Work instructions:
If a line in the records below contains the word "Regex", copy it.
BEGIN
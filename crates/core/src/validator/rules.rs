//! Data-driven dangerous-pattern detection.
//!
//! Each rule is a `{pattern, kind, severity, description}` tuple evaluated
//! against the comment-stripped statement, so new patterns are additive and
//! independently testable. Rules fire regardless of statement kind: a file
//! read buried inside an otherwise-valid SELECT is still a violation.

use once_cell::sync::Lazy;
use regex::Regex;
use serde::Serialize;

/// What a security rule matched.
#[derive(Debug, Clone, Copy, PartialEq, Eq, Serialize)]
#[serde(rename_all = "snake_case")]
pub enum ViolationKind {
    DisallowedStatement,
    StackedStatements,
    FileAccess,
    ExtensionLoad,
    ProcessInvocation,
    EnvAccess,
    SuspiciousPattern,
}

#[derive(Debug, Clone, Copy, PartialEq, Eq, Serialize)]
#[serde(rename_all = "snake_case")]
pub enum Severity {
    Warning,
    Error,
}

/// One detected violation, positioned where the offending text begins.
#[derive(Debug, Clone, Serialize)]
pub struct SecurityViolation {
    pub kind: ViolationKind,
    pub description: String,
    pub severity: Severity,
    pub position: Option<usize>,
}

struct SecurityRule {
    pattern: Regex,
    kind: ViolationKind,
    severity: Severity,
    description: &'static str,
}

impl SecurityRule {
    fn new(
        pattern: &str,
        kind: ViolationKind,
        severity: Severity,
        description: &'static str,
    ) -> Self {
        Self {
            pattern: Regex::new(pattern).expect("invalid security rule pattern"),
            kind,
            severity,
            description,
        }
    }
}

static DANGEROUS_PATTERNS: Lazy<Vec<SecurityRule>> = Lazy::new(|| {
    vec![
        SecurityRule::new(
            r"(?i)\bread_(?:csv|csv_auto|text|blob|json|json_auto|parquet)\s*\(",
            ViolationKind::FileAccess,
            Severity::Error,
            "file-reading table function",
        ),
        SecurityRule::new(
            r"(?i)\bglob\s*\(",
            ViolationKind::FileAccess,
            Severity::Error,
            "filesystem glob function",
        ),
        SecurityRule::new(
            r"(?i)\bload_extension\s*\(",
            ViolationKind::ExtensionLoad,
            Severity::Error,
            "dynamic extension loading",
        ),
        SecurityRule::new(
            r"(?i)^\s*(?:force\s+)?(?:install|load)\b",
            ViolationKind::ExtensionLoad,
            Severity::Error,
            "extension management statement",
        ),
        SecurityRule::new(
            r"(?i)\bxp_cmdshell\b",
            ViolationKind::ProcessInvocation,
            Severity::Error,
            "shell command execution",
        ),
        SecurityRule::new(
            r"(?i)\b(?:system|shell|popen|exec)\s*\(",
            ViolationKind::ProcessInvocation,
            Severity::Error,
            "process invocation function",
        ),
        SecurityRule::new(
            r"(?i)\bgetenv\s*\(",
            ViolationKind::EnvAccess,
            Severity::Error,
            "environment variable access",
        ),
        SecurityRule::new(
            r"(?i)\b(?:pg_sleep|sleep)\s*\(",
            ViolationKind::SuspiciousPattern,
            Severity::Warning,
            "time-delay function",
        ),
        SecurityRule::new(
            r"(?i)\bor\s+1\s*=\s*1\b",
            ViolationKind::SuspiciousPattern,
            Severity::Warning,
            "tautology predicate",
        ),
    ]
});

/// Evaluate every rule against the stripped statement.
pub fn scan(stripped_sql: &str) -> Vec<SecurityViolation> {
    DANGEROUS_PATTERNS
        .iter()
        .filter_map(|rule| {
            rule.pattern.find(stripped_sql).map(|m| SecurityViolation {
                kind: rule.kind,
                description: format!("Disallowed construct: {}", rule.description),
                severity: rule.severity,
                position: Some(m.start()),
            })
        })
        .collect()
}

#[cfg(test)]
mod tests {
    use super::*;

    #[test]
    fn test_all_patterns_compile() {
        assert!(!DANGEROUS_PATTERNS.is_empty());
    }

    #[test]
    fn test_file_access_detected() {
        let hits = scan("SELECT * FROM read_csv('/etc/passwd')");
        assert_eq!(hits.len(), 1);
        assert_eq!(hits[0].kind, ViolationKind::FileAccess);
        assert_eq!(hits[0].severity, Severity::Error);
        assert_eq!(hits[0].position, Some(14));
    }

    #[test]
    fn test_extension_statement_detected() {
        let hits = scan("INSTALL httpfs");
        assert_eq!(hits[0].kind, ViolationKind::ExtensionLoad);
        // Only anchored at statement start: a column named "load" is fine
        assert!(scan("SELECT load FROM metrics").is_empty());
    }

    #[test]
    fn test_process_invocation_detected() {
        assert_eq!(
            scan("SELECT system('rm -rf /')")[0].kind,
            ViolationKind::ProcessInvocation
        );
        assert_eq!(
            scan("SELECT xp_cmdshell('dir')")[0].kind,
            ViolationKind::ProcessInvocation
        );
    }

    #[test]
    fn test_tautology_is_warning_only() {
        let hits = scan("SELECT * FROM users WHERE name = 'x' OR 1=1");
        assert_eq!(hits.len(), 1);
        assert_eq!(hits[0].severity, Severity::Warning);
    }

    #[test]
    fn test_case_insensitive() {
        assert!(!scan("SELECT * FROM READ_CSV('x')").is_empty());
        assert!(!scan("select LOAD_EXTENSION('evil')").is_empty());
    }

    #[test]
    fn test_clean_select_passes() {
        assert!(scan("SELECT region, SUM(amount) FROM sales GROUP BY region").is_empty());
    }
}
//! Capacity- and time-bounded result caching.
//!
//! Three independent domains share one generic store: raw query results,
//! assembled conversational responses, and language-model completions. Each
//! is a strict LRU behind a mutex with per-entry expiry; an expired entry is
//! a miss and is removed lazily on access.

use std::num::NonZeroUsize;
use std::time::{Duration, Instant};

use keel_common::config::{CacheDomainSettings, CacheSettings};
use lru::LruCache;
use parking_lot::Mutex;
use serde::Serialize;
use tracing::debug;

use crate::models::ExecutionResult;

struct Entry<T> {
    value: T,
    expires_at: Instant,
}

#[derive(Default)]
struct Counters {
    requests: u64,
    hits: u64,
}

/// Point-in-time statistics for one cache domain.
#[derive(Debug, Clone, Copy, Serialize)]
pub struct CacheStats {
    pub entries: usize,
    pub requests: u64,
    pub hits: u64,
    pub misses: u64,
    pub hit_rate: f64,
}

/// A strict-LRU cache with per-entry TTL.
///
/// `put` on a full cache evicts exactly the least-recently-accessed entry;
/// `put` on an existing key overwrites it (last write wins).
pub struct TtlLruCache<T: Clone> {
    name: &'static str,
    inner: Mutex<(LruCache<String, Entry<T>>, Counters)>,
    ttl: Duration,
}

impl<T: Clone> TtlLruCache<T> {
    pub fn new(name: &'static str, settings: CacheDomainSettings) -> Self {
        let capacity =
            NonZeroUsize::new(settings.capacity).unwrap_or(NonZeroUsize::MIN);
        Self {
            name,
            inner: Mutex::new((LruCache::new(capacity), Counters::default())),
            ttl: Duration::from_secs(settings.ttl_seconds),
        }
    }

    pub fn get(&self, key: &str) -> Option<T> {
        let mut guard = self.inner.lock();
        let (cache, counters) = &mut *guard;
        counters.requests += 1;

        match cache.get(key) {
            Some(entry) if entry.expires_at > Instant::now() => {
                counters.hits += 1;
                debug!(target: "cache", domain = self.name, key, "cache hit");
                Some(entry.value.clone())
            }
            Some(_) => {
                // Expired: remove lazily, count as a miss
                cache.pop(key);
                None
            }
            None => None,
        }
    }

    pub fn put(&self, key: impl Into<String>, value: T) {
        let key = key.into();
        let entry = Entry {
            value,
            expires_at: Instant::now() + self.ttl,
        };
        let mut guard = self.inner.lock();
        guard.0.put(key, entry);
    }

    /// Remove every expired entry in one pass.
    pub fn sweep_expired(&self) -> usize {
        let now = Instant::now();
        let mut guard = self.inner.lock();
        let expired: Vec<String> = guard
            .0
            .iter()
            .filter(|(_, entry)| entry.expires_at <= now)
            .map(|(key, _)| key.clone())
            .collect();
        for key in &expired {
            guard.0.pop(key);
        }
        if !expired.is_empty() {
            debug!(target: "cache", domain = self.name, removed = expired.len(), "swept expired entries");
        }
        expired.len()
    }

    pub fn clear(&self) {
        self.inner.lock().0.clear();
    }

    /// Read statistics without touching entry recency.
    pub fn stats(&self) -> CacheStats {
        let guard = self.inner.lock();
        let (cache, counters) = &*guard;
        let misses = counters.requests - counters.hits;
        CacheStats {
            entries: cache.len(),
            requests: counters.requests,
            hits: counters.hits,
            misses,
            hit_rate: if counters.requests == 0 {
                0.0
            } else {
                counters.hits as f64 / counters.requests as f64
            },
        }
    }
}

/// The three cache domains, constructed once and passed by handle to every
/// component that needs them.
pub struct ResponseCaches {
    pub query_results: TtlLruCache<ExecutionResult>,
    pub responses: TtlLruCache<String>,
    pub completions: TtlLruCache<String>,
}

impl ResponseCaches {
    pub fn new(settings: CacheSettings) -> Self {
        Self {
            query_results: TtlLruCache::new("query_results", settings.query_results),
            responses: TtlLruCache::new("responses", settings.responses),
            completions: TtlLruCache::new("completions", settings.completions),
        }
    }
}

/// Normalize a free-text question into a cache key: case-folded, trimmed,
/// trailing punctuation dropped. Deliberately relaxes key equality so
/// trivially different phrasings of the same question share an entry.
pub fn normalize_question(question: &str) -> String {
    question
        .trim()
        .to_lowercase()
        .trim_end_matches(['?', '!', '.', ',', ';', ':'])
        .trim_end()
        .to_string()
}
END
Exercise solution:
use regex::Regex;
    pattern: Regex,
            pattern: Regex::new(pattern).expect("invalid security rule pattern"),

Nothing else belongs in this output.